WHAT YOU HAVE TO DO » Lines from the one containing "assert_eq!(q.into_inner(), [1, 2, 3]);" through the last line of the records below are to be repeated exactly.

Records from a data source
↓↓↓

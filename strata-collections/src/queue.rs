//! FIFO adapter.

use std::fmt;
use std::marker::PhantomData;

use crate::deque::Deque;
use crate::sequence::{BackSequence, FrontSequence};

/// First-in first-out queue over a front-and-back sequence.
///
/// ```
/// use strata_collections::Queue;
///
/// let mut q = Queue::new();
/// q.push(1);
/// q.push(2);
/// assert_eq!(q.front(), Some(&1));
/// assert_eq!(q.back(), Some(&2));
/// assert_eq!(q.pop(), Some(1));
/// assert_eq!(q.len(), 1);
/// ```
pub struct Queue<T, C = Deque<T>> {
    c: C,
    _marker: PhantomData<T>,
}

impl<T> Queue<T> {
    /// Creates an empty queue over a [`Deque`].
    pub const fn new() -> Self {
        Self {
            c: Deque::new(),
            _marker: PhantomData,
        }
    }
}

impl<T, C> Queue<T, C>
where
    C: FrontSequence<Item = T>,
{
    /// Wraps an existing container. Its front is the head of the queue.
    pub fn from_container(c: C) -> Self {
        Self { c, _marker: PhantomData }
    }

    /// Enqueues `value` at the back.
    #[inline]
    pub fn push(&mut self, value: T) {
        self.c.push_back(value);
    }

    /// Enqueues the value produced by `f`.
    #[inline]
    pub fn emplace<F: FnOnce() -> T>(&mut self, f: F) -> &mut T {
        self.c.emplace_back(f)
    }

    /// Dequeues from the front.
    #[inline]
    pub fn pop(&mut self) -> Option<T> {
        self.c.pop_front()
    }

    /// Oldest element.
    #[inline]
    pub fn front(&self) -> Option<&T> {
        self.c.front()
    }

    /// Mutable oldest element.
    #[inline]
    pub fn front_mut(&mut self) -> Option<&mut T> {
        self.c.front_mut()
    }

    /// Newest element.
    #[inline]
    pub fn back(&self) -> Option<&T> {
        self.c.back()
    }

    /// Mutable newest element.
    #[inline]
    pub fn back_mut(&mut self) -> Option<&mut T> {
        self.c.back_mut()
    }

    /// Number of queued elements.
    #[inline]
    pub fn len(&self) -> usize {
        self.c.len()
    }

    /// Returns `true` if nothing is queued.
    #[inline]
    pub fn is_empty(&self) -> bool {
        self.c.is_empty()
    }

    /// Borrows the underlying container.
    pub fn as_inner(&self) -> &C {
        &self.c
    }

    /// Unwraps the underlying container.
    pub fn into_inner(self) -> C {
        self.c
    }
}

impl<T> Default for Queue<T> {
    fn default() -> Self {
        Self::new()
    }
}

impl<T, C: Clone> Clone for Queue<T, C> {
    fn clone(&self) -> Self {
        Self { c: self.c.clone(), _marker: PhantomData }
    }
}

impl<T, C: fmt::Debug> fmt::Debug for Queue<T, C> {
    fn fmt(&self, f: &mut fmt::Formatter<'_>) -> fmt::Result {
        f.debug_tuple("Queue").field(&self.c).finish()
    }
}

impl<T, C: PartialEq> PartialEq for Queue<T, C> {
    fn eq(&self, other: &Self) -> bool {
        self.c == other.c
    }
}

impl<T, C: Eq> Eq for Queue<T, C> {}

impl<T, C> From<C> for Queue<T, C>
where
    C: FrontSequence<Item = T>,
{
    fn from(c: C) -> Self {
        Self::from_container(c)
    }
}

impl<T, C> FromIterator<T> for Queue<T, C>
where
    C: FrontSequence<Item = T> + FromIterator<T>,
{
    fn from_iter<I: IntoIterator<Item = T>>(iter: I) -> Self {
        Self::from_container(iter.into_iter().collect())
    }
}

impl<T, C> Extend<T> for Queue<T, C>
where
    C: FrontSequence<Item = T>,
{
    fn extend<I: IntoIterator<Item = T>>(&mut self, iter: I) {
        for item in iter {
            self.push(item);
        }
    }
}

#[cfg(test)]
mod tests {
    use super::*;

    #[test]
    fn fifo_order_across_buffers() {
        let n = 3 * Deque::<u64>::buffer_size() as u64;
        let mut q = Queue::new();
        for i in 0..n {
            q.push(i);
        }
        for i in 0..n {
            assert_eq!(q.pop(), Some(i));
        }
        assert!(q.is_empty());
        assert_eq!(q.pop(), None);
    }

    #[test]
    fn wraps_existing_deque() {
        let q: Queue<i32> = Queue::from(Deque::from([1, 2, 3]));
        assert_eq!(q.front(), Some(&1));
        assert_eq!(q.back(), Some(&3));
        assert_eq!(q.into_inner(), [1, 2, 3]);
    }

    #[test]
    fn emplace_returns_slot() {
        let mut q: Queue<String> = Queue::new();
        q.emplace(String::new).push_str("hi");
        assert_eq!(q.front().map(String::as_str), Some("hi"));
    }

    #[test]
    fn collect_and_compare() {
        let a: Queue<u8> = (0..4).collect();
        let mut b = Queue::new();
        b.extend(0..4u8);
        assert_eq!(a, b);
    }
}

↑↑↑

ANSWER AREA »
        assert_eq!(q.into_inner(), [1, 2, 3]);
    }

    #[test]
    fn emplace_returns_slot() {
        let mut q: Queue<String> = Queue::new();
        q.emplace(String::new).push_str("hi");
        assert_eq!(q.front().map(String::as_str), Some("hi"));
    }

    #[test]
    fn collect_and_compare() {
        let a: Queue<u8> = (0..4).collect();
        let mut b = Queue::new();
        b.extend(0..4u8);
        assert_eq!(a, b);
    }
}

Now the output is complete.